Michel Lemaire, ancien Directeur Asie-Pacifique chez Nexans, aujourd’hui consultant international revient sur l’expérience chinoise de Nexans, fabricant de câbles pour l’aéronautique, le maritime, les transports et le nucléaire.

 

Nexans2

Lorsque Nexans décide de s’implanter en Chine en 1998, s’agissait-il de délocaliser la production ?

En général, les Occidentaux avaient deux stratégies vis-à-vis de la Chine à l’époque. D’une part celles de délocalisations pures et simples pour fabriquer et vendre moins cher. De l’autre, celle qui vise à pénétrer le marché local en fournissant aux clients chinois des produits totalement nouveaux, ou tenus de respecter des standards internationaux de qualité et de sécurité. Avant tout des produits impossibles à trouver chez des fournisseurs locaux manquant d’expérience que de références internationales.

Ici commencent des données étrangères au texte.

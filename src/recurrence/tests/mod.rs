//! Unit tests for recurrence patterns and evaluation.
//! Step definitions for overdue remediation scenarios.

mod given;
mod then;
mod when;
pub mod world;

Lorsque j’ai commencé en 1998, aucun groupe étranger ne pouvait contrôler à 100% une entreprise en Chine ; il fallait forcément passer par des joint-ventures. Plutôt que d’attaquer le segment des produits de base déjà développés par les Chinois, nous vouliions investir sur des niches de marché porteuses d’innovation et de développement. Selon nous, la délocalisation pure était un leurre. Car les Chinois ne jouent pas avec les mêmes règles. Le seul élément réellement moins cher, c’est le coût de la main d’oeuvre.


Le recours à une main d’oeuvre « low cost » n’est-il pas l’élément décisif
?

Pas forcément, car le reste – immobilier, énergie, matières premières – les étrangers le paient plus cher que les locaux ! Concernant l’immobilier, nous ne pouvions acheter, mais seulement acquitter un droit d’usage à long terme. Un Chinois et un étranger ne paient pas le même prix. De même, les Chinois se procurent l’énergie via les autorités locales et le système bancaire chinois, à des conditions inconnues. Enfin, le gouvernement achète des stocks massifs de matières premières, qu’il revend à des prix qu’il est seul à maîtriser et qu’il décline selon que les acheteurs sont locaux ou non ! Bref, aller en Chine pour y fabriquer moins cher, c’est un leurre et un certain nombre d’industriels, y compris du textile, en reviennent ! Car en matière de dumping social, nous serons toujours perdants.  

Nous payons d’autant plus cher que nous sommes tenus d’appliquer nos propres règles, comme par exemple dans le domaine des assurances, qui renchérissent encore le coût. Quand nous avons installé notre usine dans le grand port de Tianjin, nous avons dû la bâtir aux normes anti-sismiques pour être assurés ! Notre partenaire chinois nous a pris pour des fous, car bon nombre d’autres sociétés récemment installées ne l’avaient pas fait. Mais nous n’avions pas le choix.

Quelles ont été vos pratiques en matière sociale ?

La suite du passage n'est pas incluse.